Music Genre Classification using various deep learning techniques such as ANNs, CNNs and RNN-LSTM.

Dataset Used

GTZAN Dataset - Music Genre Classification

About Dataset

Context

Music. Experts have been trying for a long time to understand sound and what differenciates one song from another. How to visualize sound. What makes a tone different from another. This data hopefully can give the opportunity to do just that.

Content

genres original - A collection of 10 genres with 100 audio files each, all having a length of 30 seconds (the famous GTZAN dataset, the MNIST of sounds)\ images original - A visual representation for each audio file. One way to classify data is through neural networks. Because NNs (like CNN, what we will be using today) usually take in some sort of image representation, the audio files were converted to Mel Spectrograms to make this possible.\ 2 CSV files - Containing features of the audio files.
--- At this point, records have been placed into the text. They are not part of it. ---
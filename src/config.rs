use config::{Config, ConfigError, Environment, File};
use serde::Deserialize;
use std::env;
use std::path::Path;
use thiserror::Error;
use tracing::{error, info};
use validator::{Validate, ValidationError};

/// Default values for configuration
const DEFAULT_LOG_LEVEL: &str = "info";
const DEFAULT_ENV: &str = "development";
const DEFAULT_PORT: u16 = 8080;
const CONFIG_DIR: &str = "config";
const DEFAULT_ENDPOINT: &str = "https://api.chargx.io";
const DEFAULT_ADMIN_ENDPOINT: &str = "https://api.chargx.io/admin";
const DEFAULT_REQUEST_TIMEOUT_SECS: u64 = 30;

/// How settled card charges are captured.
#[derive(Clone, Copy, Debug, PartialEq, Eq, Deserialize)]
#[serde(rename_all = "lowercase")]
pub enum CaptureMode {
    /// Authorize and capture in one call (sale).
    Capture,
    /// Authorize only; capture happens later via the admin operations.
    Authorize,
}

impl Default for CaptureMode {
    fn default() -> Self {
        CaptureMode::Capture
    }
}

/// Apple Pay merchant credentials held server-side for the validation relay.
/// The private key never leaves the server.
#[derive(Clone, Debug, Default, Deserialize, Validate)]
pub struct ApplePayConfig {
    /// Apple Pay Merchant ID from the Apple Developer account
    #[serde(default)]
    pub merchant_id: Option<String>,

    /// Name shown in the Apple Pay sheet
    #[serde(default)]
    pub merchant_name: Option<String>,

    /// Fully qualified domain registered for Apple Pay
    #[serde(default)]
    pub merchant_domain: Option<String>,

    /// Absolute path to the merchant identity certificate (PEM)
    #[serde(default)]
    pub cert_path: Option<String>,

    /// Absolute path to the merchant private key (PEM)
    #[serde(default)]
    pub key_path: Option<String>,

    /// Passphrase for the private key, if set
    #[serde(default)]
    pub key_passphrase: Option<String>,
}

impl ApplePayConfig {
    /// True when enough is configured to attempt merchant validation.
    pub fn is_configured(&self) -> bool {
        self.merchant_id.as_deref().is_some_and(|s| !s.is_empty())
            && self.cert_path.as_deref().is_some_and(|s| !s.is_empty())
            && self.key_path.as_deref().is_some_and(|s| !s.is_empty())
    }
}

/// Gateway configuration with live/test credential pairs. Immutable within a
/// request; the test-mode flag selects which pair is used.
#[derive(Clone, Debug, Deserialize, Validate)]
pub struct GatewayConfig {
    /// ChargX public API base URL
    #[serde(default = "default_endpoint")]
    pub endpoint: String,

    /// ChargX admin API base URL
    #[serde(default = "default_admin_endpoint")]
    pub admin_endpoint: String,

    /// Live publishable API key (pk_...)
    #[serde(default)]
    pub publishable_key: String,

    /// Live secret API key (sk_..., admin API)
    #[serde(default)]
    pub secret_key: String,

    /// Test publishable API key for the sandbox store
    #[serde(default)]
    pub test_publishable_key: String,

    /// Test secret API key for the sandbox admin API
    #[serde(default)]
    pub test_secret_key: String,

    /// Use the sandbox store and test keys
    #[serde(default)]
    pub testmode: bool,

    /// Capture immediately or authorize only
    #[serde(default)]
    pub capture_mode: CaptureMode,

    /// Timeout for processor and wallet-validation calls, in seconds
    #[serde(default = "default_request_timeout_secs")]
    pub request_timeout_secs: u64,

    /// Apple Pay merchant credentials
    #[serde(default)]
    #[validate]
    pub apple_pay: ApplePayConfig,

    /// Server host address
    #[serde(default = "default_host")]
    pub host: String,

    /// Server port
    #[serde(default = "default_port")]
    pub port: u16,

    /// Application environment
    #[serde(default = "default_environment")]
    pub environment: String,

    /// Logging level
    #[serde(default = "default_log_level")]
    #[validate(custom = "validate_log_level")]
    pub log_level: String,

    /// Log in JSON format (structured logging)
    #[serde(default)]
    pub log_json: bool,

    /// CORS: comma-separated list of allowed origins (production)
    #[serde(default)]
    pub cors_allowed_origins: Option<String>,
}

impl GatewayConfig {
    /// Publishable key for the active mode. Empty when not configured.
    pub fn active_publishable_key(&self) -> &str {
        if self.testmode {
            &self.test_publishable_key
        } else {
            &self.publishable_key
        }
    }

    /// Secret key for the active mode, when configured.
    pub fn active_secret_key(&self) -> Option<&str> {
        let key = if self.testmode {
            &self.test_secret_key
        } else {
            &self.secret_key
        };
        if key.trim().is_empty() {
            None
        } else {
            Some(key)
        }
    }

    pub fn is_development(&self) -> bool {
        self.environment.eq_ignore_ascii_case("development")
    }

    pub fn is_production(&self) -> bool {
        self.environment.eq_ignore_ascii_case("production")
    }

    pub fn log_level(&self) -> &str {
        &self.log_level
    }

    pub fn request_timeout(&self) -> std::time::Duration {
        std::time::Duration::from_secs(self.request_timeout_secs)
    }
}

impl Default for GatewayConfig {
    fn default() -> Self {
        Self {
            endpoint: default_endpoint(),
            admin_endpoint: default_admin_endpoint(),
            publishable_key: String::new(),
            secret_key: String::new(),
            test_publishable_key: String::new(),
            test_secret_key: String::new(),
            testmode: true,
            capture_mode: CaptureMode::default(),
            request_timeout_secs: default_request_timeout_secs(),
            apple_pay: ApplePayConfig::default(),
            host: default_host(),
            port: default_port(),
            environment: default_environment(),
            log_level: default_log_level(),
            log_json: false,
            cors_allowed_origins: None,
        }
    }
}

/// Configuration loading errors
#[derive(Debug, Error)]
pub enum GatewayConfigError {
    #[error("Configuration loading failed: {0}")]
    Load(#[from] ConfigError),

    #[error("Configuration validation failed: {0}")]
    Validation(#[from] validator::ValidationErrors),
}

fn default_endpoint() -> String {
    DEFAULT_ENDPOINT.to_string()
}

fn default_admin_endpoint() -> String {
    DEFAULT_ADMIN_ENDPOINT.to_string()
}

fn default_request_timeout_secs() -> u64 {
    DEFAULT_REQUEST_TIMEOUT_SECS
}

fn default_host() -> String {
    "0.0.0.0".to_string()
}

fn default_port() -> u16 {
    DEFAULT_PORT
}

fn default_environment() -> String {
    DEFAULT_ENV.to_string()
}

fn default_log_level() -> String {
    DEFAULT_LOG_LEVEL.to_string()
}

/// Validates log level values
fn validate_log_level(level: &str) -> Result<(), ValidationError> {
    let valid_levels = ["trace", "debug", "info", "warn", "error"];
    if valid_levels.contains(&level.to_lowercase().as_str()) {
        Ok(())
    } else {
        let mut err = ValidationError::new("log_level");
        err.message = Some("Must be one of: trace, debug, info, warn, error".into());
        Err(err)
    }
}

/// Initializes tracing using the provided log level as the default filter
pub fn init_tracing(level: &str, json: bool) {
    use tracing_subscriber::fmt;

    let default_directive = format!("chargx_gateway={},tower_http=debug", level);
    let filter_directive = env::var("RUST_LOG")
        .ok()
        .filter(|s| !s.trim().is_empty())
        .unwrap_or(default_directive);

    if json {
        let _ = fmt().with_env_filter(filter_directive).json().try_init();
    } else {
        let _ = fmt().with_env_filter(filter_directive).try_init();
    }
}

/// Loads gateway configuration
///
/// Layers configuration sources in this order:
/// 1. Default config (config/default.toml)
/// 2. Environment-specific config (config/{env}.toml)
/// 3. Environment variables (APP__*)
pub fn load_config() -> Result<GatewayConfig, GatewayConfigError> {
    let run_env = env::var("RUN_ENV")
        .or_else(|_| env::var("APP_ENV"))
        .unwrap_or_else(|_| DEFAULT_ENV.to_string());
    info!("Loading configuration for environment: {}", run_env);

    if !Path::new(CONFIG_DIR).exists() {
        info!(
            "Config directory '{}' not found; relying on built-in defaults and environment variables",
            CONFIG_DIR
        );
    }

    let config = Config::builder()
        .set_default("endpoint", DEFAULT_ENDPOINT)?
        .set_default("admin_endpoint", DEFAULT_ADMIN_ENDPOINT)?
        .set_default("host", "0.0.0.0")?
        .set_default("port", DEFAULT_PORT)?
        .set_default("environment", DEFAULT_ENV)?
        .set_default("log_level", DEFAULT_LOG_LEVEL)?
        .set_default("log_json", false)?
        .set_default("testmode", true)?
        .add_source(File::with_name(&format!("{}/default", CONFIG_DIR)).required(false))
        .add_source(File::with_name(&format!("{}/{}", CONFIG_DIR, run_env)).required(false))
        .add_source(Environment::with_prefix("APP").separator("__"))
        .build()?;

    let gateway_config: GatewayConfig = config.try_deserialize()?;

    gateway_config.validate().map_err(|e| {
        error!("Configuration validation failed: {:?}", e);
        GatewayConfigError::Validation(e)
    })?;

    if !gateway_config.testmode && gateway_config.publishable_key.trim().is_empty() {
        error!(
            "Live mode is enabled but no live publishable key is configured; \
             card tokenization will fail until APP__PUBLISHABLE_KEY is set"
        );
    }

    info!("Configuration loaded successfully");
    Ok(gateway_config)
}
One file has for each song (30 seconds long) a mean and variance computed over multiple features that can be extracted from an audio file. The other file has the same structure, but the songs were split before into 3 seconds audio files (this way increasing 10 times the amount of data we fuel into our classification models). With data, more is always better.\

Acknowledgements

The GTZAN dataset is the most-used public dataset for evaluation in machine listening research for music genre recognition (MGR). The files were collected in 2000-2001 from a variety of sources including personal CDs, radio, microphone recordings, in order to represent a variety of recording conditions (Original Dataset)

Techniques Used

ANN

Artificial Neural Network (ANN), is a group of multiple perceptrons or neurons at each layer. ANN is also known as a Feed-Forward Neural network because inputs are processed only in the forward direction.

Model: "Dense"


Layer (type) | Output Shape | Param #

flatten (Flatten) | (None, 1690) | 0

dense (Dense) | (None, 512) | 865792

dropout (Dropout) | (None, 512) | 0

dense_1 (Dense) | (None, 256) | 131328

dropout_1 (Dropout) | (None, 256) | 0

dense_2 (Dense) | (None, 64) | 16448

dropout_2 (Dropout) | (None, 64) | 0

dense_3 (Dense) | (None, 10) | 650


Total params: 1014218 (3.87 MB)
Trainable params: 1014218 (3.87 MB)
Non-trainable params: 0 (0.00 Byte)


CNN

Convolutional neural networks (CNN) are one of the most popular models used today. This neural network computational model uses a variation of multilayer perceptrons and contains one or more convolutional layers that can be either entirely connected or pooled. These convolutional layers create feature maps that record a region of image which is ultimately broken into rectangles and sent out for nonlinear processing.

Model: "CNN + Dense"


Layer (type) | Output Shape | Param #

conv2d (Conv2D) | (None, 128, 11, 32) | 320

max_pooling2d | (None, 64, 6, 32) | 0
(MaxPooling2D)

batch_normalization | (None, 64, 6, 32) | 128
(Batch Normalization)

conv2d_1 (Conv2D) | (None, 62, 4, 32) | 9248

max_pooling2d_1 | (None, 31, 2, 32) | 0
(MaxPooling2D)

batch_normalization_1 | (None, 31, 2, 32) | 128
(Batch Normalization)

conv2d_2 (Conv2D) | (None, 30, 1, 32) | 4128

max_pooling2d_2 | (None, 15, 1, 32) | 0
(MaxPooling2D)

batch_normalization_2 | (None, 15, 1, 32) | 128
(Batch Normalization)

flatten (Flatten) | (None, 480) | 0

dense (Dense) | (None, 64) | 30784

dropout (Dropout) | (None, 64) | 0

dense_1 (Dense) | (None, 10) | 650


Total params: 45514 (177.79 KB)
Trainable params: 45322 (177.04 KB)
Non-trainable params: 192 (768.00 Byte)


RNN-LSTM

Recurrent neural networks (RNN) are more complex. They save the output of processing nodes and feed the result back into the model (they did not pass the information in one direction only). This is how the model is said to learn to predict the outcome of a layer. Each node in the RNN model acts as a memory cell, continuing the computation and implementation of operations. If the network’s prediction is incorrect, then the system self-learns and continues working towards the correct prediction during backpropagation.

Model: "RNN-LSTM"


Layer (type) | Output Shape | Param #

lstm (LSTM) | (None, 130, 64) | 19968

lstm_1 (LSTM) | (None, 64) | 33024

dense (Dense) | (None, 64) | 4160

dropout (Dropout) | (None, 64) | 0

dense_1 (Dense) | (None, 10) | 650


Total params: 57802 (225.79 KB)
Trainable params: 57802 (225.79 KB)
Non-trainable params: 0 (0.00 Byte)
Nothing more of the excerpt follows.